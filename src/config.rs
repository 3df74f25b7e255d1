/// Application-level constants
pub const APP_NAME: &str = "Clinic Console";
pub const APP_VERSION: &str = env!("CARGO_PKG_VERSION");

/// Environment variable selecting the REST API base URL.
pub const API_BASE_URL_ENV: &str = "CLINIC_API_BASE_URL";

/// Local development backend.
pub const DEFAULT_API_BASE_URL: &str = "http://localhost:8080";

/// Every request is capped at this many seconds.
pub const REQUEST_TIMEOUT_SECS: u64 = 10;

/// Tracing filter used when `RUST_LOG` is unset.
pub fn default_log_filter() -> &'static str {
    "clinic_console=info,clinic_console_lib=info"
}

/// Transport configuration, built once at startup.
#[derive(Debug, Clone, PartialEq, Eq)]
pub struct ApiConfig {
    pub base_url: String,
    pub timeout_secs: u64,
}

impl ApiConfig {
    pub fn new(base_url: &str) -> Self {
        Self {
            base_url: base_url.trim_end_matches('/').to_string(),
            timeout_secs: REQUEST_TIMEOUT_SECS,
        }
    }

    /// Read the base URL from `CLINIC_API_BASE_URL`, falling back to the
    /// local development address when unset or blank.
    pub fn from_env() -> Self {
        Self::from_value(std::env::var(API_BASE_URL_ENV).ok())
    }

    fn from_value(value: Option<String>) -> Self {
        match value {
            Some(url) if !url.trim().is_empty() => Self::new(url.trim()),
            _ => Self::new(DEFAULT_API_BASE_URL),
        }
    }
}

impl Default for ApiConfig {
    fn default() -> Self {
        Self::new(DEFAULT_API_BASE_URL)
    }
}
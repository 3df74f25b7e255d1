pub mod api;
pub mod components;
pub mod config;
pub mod console;
pub mod models;
pub mod pages;
pub mod router;
pub mod shell;

use tracing_subscriber::EnvFilter;

use crate::api::{ApiError, HttpClient};
use crate::config::ApiConfig;
use crate::shell::Shell;

#[derive(Debug, thiserror::Error)]
pub enum StartupError {
    #[error("Failed to build API client: {0}")]
    Client(#[from] ApiError),
    #[error("Console I/O failed: {0}")]
    Io(#[from] std::io::Error),
}

pub async fn run() -> Result<(), StartupError> {
    // stdout belongs to the console
    tracing_subscriber::fmt()
        .with_env_filter(
            EnvFilter::try_from_default_env()
                .unwrap_or_else(|_| EnvFilter::new(config::default_log_filter())),
        )
        .with_writer(std::io::stderr)
        .init();

    tracing::info!("{} starting v{}", config::APP_NAME, config::APP_VERSION);

    let api_config = ApiConfig::from_env();
    tracing::info!(base_url = %api_config.base_url, "Using API");

    let client = HttpClient::new(&api_config).map_err(|e| {
        tracing::error!(error = %e, "Failed to build API client");
        e
    })?;

    let stdin = tokio::io::BufReader::new(tokio::io::stdin());
    let stdout = tokio::io::stdout();
    Shell::new(client).run(stdin, stdout).await?;

    tracing::info!("{} exiting", config::APP_NAME);
    Ok(())
}
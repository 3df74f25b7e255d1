//! `/api/patients` resource client.

use crate::api::error::ApiError;
use crate::api::http::HttpClient;
use crate::api::types::PatientApi;
use crate::models::{Patient, PatientRequest};

const PATIENTS_PATH: &str = "/api/patients";

fn patient_path(id: i64) -> String {
    format!("{PATIENTS_PATH}/{id}")
}

impl PatientApi for HttpClient {
    async fn list_patients(&self) -> Result<Vec<Patient>, ApiError> {
        self.get(PATIENTS_PATH, &[]).await
    }

    async fn get_patient(&self, id: i64) -> Result<Patient, ApiError> {
        self.get(&patient_path(id), &[]).await
    }

    async fn create_patient(&self, request: &PatientRequest) -> Result<Patient, ApiError> {
        self.post(PATIENTS_PATH, request).await
    }

    async fn update_patient(
        &self,
        id: i64,
        request: &PatientRequest,
    ) -> Result<Patient, ApiError> {
        self.put(&patient_path(id), request).await
    }

    async fn delete_patient(&self, id: i64) -> Result<(), ApiError> {
        self.delete(&patient_path(id)).await
    }
}
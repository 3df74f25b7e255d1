use serde::{Deserialize, Serialize};

use super::enums::AppointmentStatus;

#[derive(Debug, Clone, PartialEq, Eq, Serialize, Deserialize)]
#[serde(rename_all = "camelCase")]
pub struct Appointment {
    pub id: i64,
    pub patient_id: i64,
    /// ISO-8601 date-time, kept as sent by the backend.
    pub appointment_date_time: String,
    pub reason: String,
    pub status: AppointmentStatus,
}

/// Creation payload. Status is assigned by the backend (SCHEDULED).
#[derive(Debug, Clone, PartialEq, Eq, Serialize, Deserialize)]
#[serde(rename_all = "camelCase")]
pub struct AppointmentRequest {
    pub patient_id: i64,
    pub appointment_date_time: String,
    pub reason: String,
}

****

__Task details__. From the start of the data to the line that holds "this many seconds.", retype each line exactly, with both ends included.

__Task result__.
filename src/config.rs
repository 3df74f25b7e255d1
/// Application-level constants
pub const APP_NAME: &str = "Clinic Console";
pub const APP_VERSION: &str = env!("CARGO_PKG_VERSION");

/// Environment variable selecting the REST API base URL.
pub const API_BASE_URL_ENV: &str = "CLINIC_API_BASE_URL";

/// Local development backend.
pub const DEFAULT_API_BASE_URL: &str = "http://localhost:8080";

/// Every request is capped at this many seconds.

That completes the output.